Above: Tesla is challenging the franchise dealership model (Image: erpec news live)
Elon Musk is perhaps the greatest innovator of our era, and at 45, his best days lie ahead. The combination of Musk's vision and Buffett’s capital, would make an unparalleled duo. Much of the risk in Tesla is simply that the company requires billions of upfront CAPEX to scale its production capacity. These cash flow needs will dwarf the company’s profits for the next 3-4 years as production scales more than 10X from under 100,000 units per year, to 1M+ beyond 2020. Buffett’s fiscal support could serve to both accelerate Tesla’s production timeline, and de-risk the balance sheet. Less than 10% of Berkshire’s $49B cash pile would be plenty to make it all happen.
Although Tesla’s stretched balance sheet, history of operating losses and no near term plans for profit seem to entirely contradict Buffett’s typical investing approach, we think an exception could be made. Buffett and Munger frequently cite mistakes of omission as their greatest blunders. During the 2017 Shareholders Meeting both sung the praises of Jeff Bezos and the Alphabet founders. In 10 years I worry they will be saying the same thing about Musk, as Tesla executes on its long-term mission of electrifying both the energy and transportation industries.
Above: Author explains his rationale for why Warren Buffett should consider buying into Tesla (Youtube: HyperChange TV)
Tesla will be Berkshire’s biggest mistake of omission ever. Not only because Buffett will be missing out on the creation of the greatest American brand of the 21st century (my guess), but because Tesla is on its way to competing with nearly half of Berkshire’s business.

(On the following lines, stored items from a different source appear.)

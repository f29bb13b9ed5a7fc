#![cfg(target_os = "windows")]

//! XInput DLL handle.
//!
//! Libraries are loaded by bare name so the standard DLL search order
//! applies. Entry points resolve either by exported name or by export
//! ordinal (`MAKEINTRESOURCEA`): older XInput releases only export the
//! guide-button-aware state function by ordinal.
//!
//! The module handle is never freed. Function pointers handed out by
//! [`resolve`](DriverLibrary::resolve) stay valid for the life of the process.

use crate::config::Symbol;
use crate::loader::DriverLibrary;

use std::ffi::{c_void, CString};
use std::ptr::NonNull;

use windows_sys::core::PCSTR;
use windows_sys::Win32::Foundation::{GetLastError, ERROR_INVALID_NAME, HMODULE};
use windows_sys::Win32::System::LibraryLoader::{GetProcAddress, LoadLibraryA};

/// A loaded XInput module.
#[derive(Debug)]
pub struct XInputLibrary {
    module: HMODULE,
}

// SAFETY: an HMODULE is a process-wide base address; lookups through it are
// thread-safe and the module is never unloaded.
unsafe impl Send for XInputLibrary {}
unsafe impl Sync for XInputLibrary {}

impl XInputLibrary {
    /// `LoadLibraryA(name)`, returning `GetLastError()` on failure.
    pub fn load(name: &str) -> Result<Self, u32> {
        let c_name = CString::new(name).map_err(|_| ERROR_INVALID_NAME)?;
        let module = unsafe { LoadLibraryA(c_name.as_ptr().cast()) };
        if module.is_null() {
            Err(unsafe { GetLastError() })
        } else {
            Ok(Self { module })
        }
    }
}

impl DriverLibrary for XInputLibrary {
    fn resolve(&self, symbol: &Symbol) -> Option<NonNull<c_void>> {
        let proc = match symbol {
            // MAKEINTRESOURCEA: the ordinal in the low word of the name pointer.
            Symbol::Ordinal(ordinal) => unsafe {
                GetProcAddress(self.module, *ordinal as usize as PCSTR)
            },
            Symbol::Name(name) => {
                let c_name = CString::new(name.as_str()).ok()?;
                unsafe { GetProcAddress(self.module, c_name.as_ptr().cast()) }
            }
        };
        proc.and_then(|f| NonNull::new(f as *mut c_void))
    }
}
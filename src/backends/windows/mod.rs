#![cfg(target_os = "windows")]

//! Windows backend.
//!
//! - **`xinput_library`**: `LoadLibraryA` / `GetProcAddress` for the XInput DLL
//! - **[`Win32`]**: process id, foreground window owner and keyboard state
//!
//! Every call here is a single forwarding call into user32/kernel32; nothing
//! is cached at this layer.

pub mod xinput_library;

pub use xinput_library::XInputLibrary;

use crate::backends::{Platform, WindowHandle};
use crate::keyboard::KEY_COUNT;
use crate::loader::{DriverLibrary, LibraryLoader};

use windows_sys::Win32::Foundation::HWND;
use windows_sys::Win32::System::Threading::GetCurrentProcessId;
use windows_sys::Win32::UI::Input::KeyboardAndMouse::{GetKeyState, GetKeyboardState};
use windows_sys::Win32::UI::WindowsAndMessaging::{GetForegroundWindow, GetWindowThreadProcessId};

/// The live Windows platform.
#[derive(Clone, Copy, Debug, Default)]
pub struct Win32;

impl LibraryLoader for Win32 {
    fn load_library(&self, name: &str) -> Result<Box<dyn DriverLibrary>, u32> {
        XInputLibrary::load(name).map(|lib| Box::new(lib) as Box<dyn DriverLibrary>)
    }
}

impl Platform for Win32 {
    fn current_process_id(&self) -> u32 {
        unsafe { GetCurrentProcessId() }
    }

    fn foreground_window(&self) -> Option<WindowHandle> {
        let hwnd = unsafe { GetForegroundWindow() };
        if hwnd.is_null() {
            None
        } else {
            Some(WindowHandle(hwnd as usize))
        }
    }

    fn window_process_id(&self, window: WindowHandle) -> Option<u32> {
        let mut pid: u32 = 0;
        // Returns the owning thread id; 0 means the window is gone.
        let tid = unsafe { GetWindowThreadProcessId(window.0 as HWND, &mut pid) };
        if tid == 0 {
            None
        } else {
            Some(pid)
        }
    }

    fn keyboard_state(&self, keys: &mut [u8; KEY_COUNT]) -> bool {
        unsafe {
            // GetKeyboardState only sees what this thread's message queue has
            // processed; any GetKeyState call first syncs it with the system.
            GetKeyState(0);
            GetKeyboardState(keys.as_mut_ptr()) != 0
        }
    }
}
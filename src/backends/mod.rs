//! Platform backends for `padbridge`.
//!
//! A [`Platform`] is everything the bridge asks of the operating system:
//! - opening the gamepad driver library (via [`LibraryLoader`]),
//! - the current process id,
//! - the foreground window and the process that owns it,
//! - the keyboard state table.
//!
//! Backends:
//! - **`windows`**: the real thing, built on `windows-sys` (Windows only).
//! - **`virtual_platform`**: a scripted in-memory platform for tests (feature
//!   `virtual`; never part of the shipped DLL by default).

use crate::keyboard::KEY_COUNT;
use crate::loader::LibraryLoader;

#[cfg(any(test, feature = "virtual"))]
#[cfg_attr(docsrs, doc(cfg(feature = "virtual")))]
pub mod virtual_platform;

#[cfg(target_os = "windows")]
#[cfg_attr(docsrs, doc(cfg(target_os = "windows")))]
pub mod windows;

#[cfg(any(test, feature = "virtual"))]
pub use virtual_platform::{VirtualLibrary, VirtualPlatform};

/// Opaque top-level window handle.
#[derive(Clone, Copy, Debug, PartialEq, Eq, Hash)]
pub struct WindowHandle(pub usize);

/// OS services the bridge forwards to.
pub trait Platform: LibraryLoader + Send + Sync {
    /// Id of the calling process. Cannot fail.
    fn current_process_id(&self) -> u32;

    /// The window the user is currently working in, if any.
    fn foreground_window(&self) -> Option<WindowHandle>;

    /// Process owning `window`, or `None` if it can't be determined.
    fn window_process_id(&self, window: WindowHandle) -> Option<u32>;

    /// Fill `keys` with the calling thread's keyboard state.
    ///
    /// Returns the OS success flag; on failure `keys` may be stale.
    fn keyboard_state(&self, keys: &mut [u8; KEY_COUNT]) -> bool;
}
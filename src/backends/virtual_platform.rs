//! Scripted in-memory platform.
//!
//! [`VirtualPlatform`] stands in for the OS: tests feed it libraries, a
//! foreground window and key states, then drive a [`Bridge`](crate::Bridge)
//! against it exactly as the exported surface drives the Windows backend.

use crate::backends::{Platform, WindowHandle};
use crate::config::Symbol;
use crate::driver::{GetBatteryInformationFn, GetStateFn, SetStateFn};
use crate::keyboard::KEY_COUNT;
use crate::loader::{DriverLibrary, LibraryLoader};
use std::collections::HashMap;
use std::ffi::c_void;
use std::ptr::NonNull;
use std::sync::Mutex;

/// `ERROR_MOD_NOT_FOUND`: what the virtual loader reports for unknown names.
pub const MOD_NOT_FOUND: u32 = 126;

/// A fake driver library: a symbol table of function addresses.
#[derive(Clone, Debug, Default)]
pub struct VirtualLibrary {
    exports: HashMap<Symbol, usize>,
}

impl VirtualLibrary {
    /// A library with no exports.
    pub fn new() -> Self {
        Self::default()
    }

    /// Export a raw address under `symbol`.
    pub fn export(mut self, symbol: impl Into<Symbol>, address: usize) -> Self {
        self.exports.insert(symbol.into(), address);
        self
    }

    /// Export a poll function under `symbol`.
    pub fn export_get_state(self, symbol: impl Into<Symbol>, f: GetStateFn) -> Self {
        self.export(symbol, f as usize)
    }

    /// Export a vibration function under `symbol`.
    pub fn export_set_state(self, symbol: impl Into<Symbol>, f: SetStateFn) -> Self {
        self.export(symbol, f as usize)
    }

    /// Export a battery function under `symbol`.
    pub fn export_get_battery_information(
        self,
        symbol: impl Into<Symbol>,
        f: GetBatteryInformationFn,
    ) -> Self {
        self.export(symbol, f as usize)
    }
}

impl DriverLibrary for VirtualLibrary {
    fn resolve(&self, symbol: &Symbol) -> Option<NonNull<c_void>> {
        self.exports
            .get(symbol)
            .and_then(|&addr| NonNull::new(addr as *mut c_void))
    }
}

#[derive(Clone, Copy, Debug)]
struct Foreground {
    window: WindowHandle,
    owner: Option<u32>,
}

/// In-memory [`Platform`].
#[derive(Debug)]
pub struct VirtualPlatform {
    pid: u32,
    foreground: Mutex<Option<Foreground>>,
    keys: Mutex<[u8; KEY_COUNT]>,
    keyboard_ok: Mutex<bool>,
    libraries: Mutex<HashMap<String, VirtualLibrary>>,
    load_attempts: Mutex<Vec<String>>,
}

impl VirtualPlatform {
    /// A platform whose process id is `pid`, with no libraries, no
    /// foreground window and no keys held.
    pub fn new(pid: u32) -> Self {
        Self {
            pid,
            foreground: Mutex::new(None),
            keys: Mutex::new([0; KEY_COUNT]),
            keyboard_ok: Mutex::new(true),
            libraries: Mutex::new(HashMap::new()),
            load_attempts: Mutex::new(Vec::new()),
        }
    }

    /// Make `name` loadable.
    pub fn with_library(self, name: &str, library: VirtualLibrary) -> Self {
        lock(&self.libraries).insert(name.to_string(), library);
        self
    }

    /// Put `window` in the foreground; `owner` is what the owning-process
    /// query answers (`None` = the query fails).
    pub fn set_foreground(&self, window: WindowHandle, owner: Option<u32>) {
        *lock(&self.foreground) = Some(Foreground { window, owner });
    }

    /// No window in the foreground.
    pub fn clear_foreground(&self) {
        *lock(&self.foreground) = None;
    }

    /// Mark `vk` held (sets bit `0x80`).
    pub fn press(&self, vk: u8) {
        lock(&self.keys)[vk as usize] |= 0x80;
    }

    /// Clear the held bit of `vk`.
    pub fn release(&self, vk: u8) {
        lock(&self.keys)[vk as usize] &= !0x80;
    }

    /// Make subsequent keyboard queries report failure without writing.
    pub fn fail_keyboard(&self, fail: bool) {
        *lock(&self.keyboard_ok) = !fail;
    }

    /// Library names the loader asked for, in order.
    pub fn load_attempts(&self) -> Vec<String> {
        lock(&self.load_attempts).clone()
    }
}

impl LibraryLoader for VirtualPlatform {
    fn load_library(&self, name: &str) -> Result<Box<dyn DriverLibrary>, u32> {
        lock(&self.load_attempts).push(name.to_string());
        lock(&self.libraries)
            .get(name)
            .cloned()
            .map(|lib| Box::new(lib) as Box<dyn DriverLibrary>)
            .ok_or(MOD_NOT_FOUND)
    }
}

impl Platform for VirtualPlatform {
    fn current_process_id(&self) -> u32 {
        self.pid
    }

    fn foreground_window(&self) -> Option<WindowHandle> {
        lock(&self.foreground).map(|fg| fg.window)
    }

    fn window_process_id(&self, window: WindowHandle) -> Option<u32> {
        lock(&self.foreground)
            .filter(|fg| fg.window == window)
            .and_then(|fg| fg.owner)
    }

    fn keyboard_state(&self, keys: &mut [u8; KEY_COUNT]) -> bool {
        if !*lock(&self.keyboard_ok) {
            return false;
        }
        *keys = *lock(&self.keys);
        true
    }
}

// A poisoned lock only means a test panicked mid-update; the data is still usable.
fn lock<T>(m: &Mutex<T>) -> std::sync::MutexGuard<'_, T> {
    m.lock().unwrap_or_else(|e| e.into_inner())
}

#[cfg(test)]
mod tests {
    use super::*;

    #[test]
    fn unknown_library_reports_mod_not_found() {
        let p = VirtualPlatform::new(1);
        assert_eq!(p.load_library("xinput1_3.dll").err(), Some(MOD_NOT_FOUND));
        assert_eq!(p.load_attempts(), ["xinput1_3.dll"]);
    }

    #[test]
    fn library_resolves_exports() {
        let lib = VirtualLibrary::new().export(100u16, 0x1000).export("Named", 0x2000);
        assert_eq!(
            lib.resolve(&Symbol::Ordinal(100)).map(|p| p.as_ptr() as usize),
            Some(0x1000)
        );
        assert_eq!(
            lib.resolve(&Symbol::from("Named")).map(|p| p.as_ptr() as usize),
            Some(0x2000)
        );
        assert!(lib.resolve(&Symbol::Ordinal(2)).is_none());
    }

    #[test]
    fn foreground_owner_only_for_current_window() {
        let p = VirtualPlatform::new(1);
        assert_eq!(p.foreground_window(), None);

        p.set_foreground(WindowHandle(7), Some(99));
        assert_eq!(p.foreground_window(), Some(WindowHandle(7)));
        assert_eq!(p.window_process_id(WindowHandle(7)), Some(99));
        assert_eq!(p.window_process_id(WindowHandle(8)), None);

        p.clear_foreground();
        assert_eq!(p.foreground_window(), None);
    }

    #[test]
    fn keyboard_press_release() {
        let p = VirtualPlatform::new(1);
        p.press(0x41);
        let mut keys = [0u8; KEY_COUNT];
        assert!(p.keyboard_state(&mut keys));
        assert_eq!(keys[0x41], 0x80);

        p.release(0x41);
        p.fail_keyboard(true);
        assert!(!p.keyboard_state(&mut keys));
        // Failed query leaves the buffer untouched.
        assert_eq!(keys[0x41], 0x80);
    }
}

This article (and video) are purely the author's opinion and should not be regarded as factual information. Author is not a financial advisor. This is not a recommendation to buy or sell securities. Do not assume any facts and numbers in this video are accurate. Always do your own due diligence. As of 5/17/2017 HyperChange host (Galileo Russell) is invested in shares of Tesla [NASDAQ: TSLA].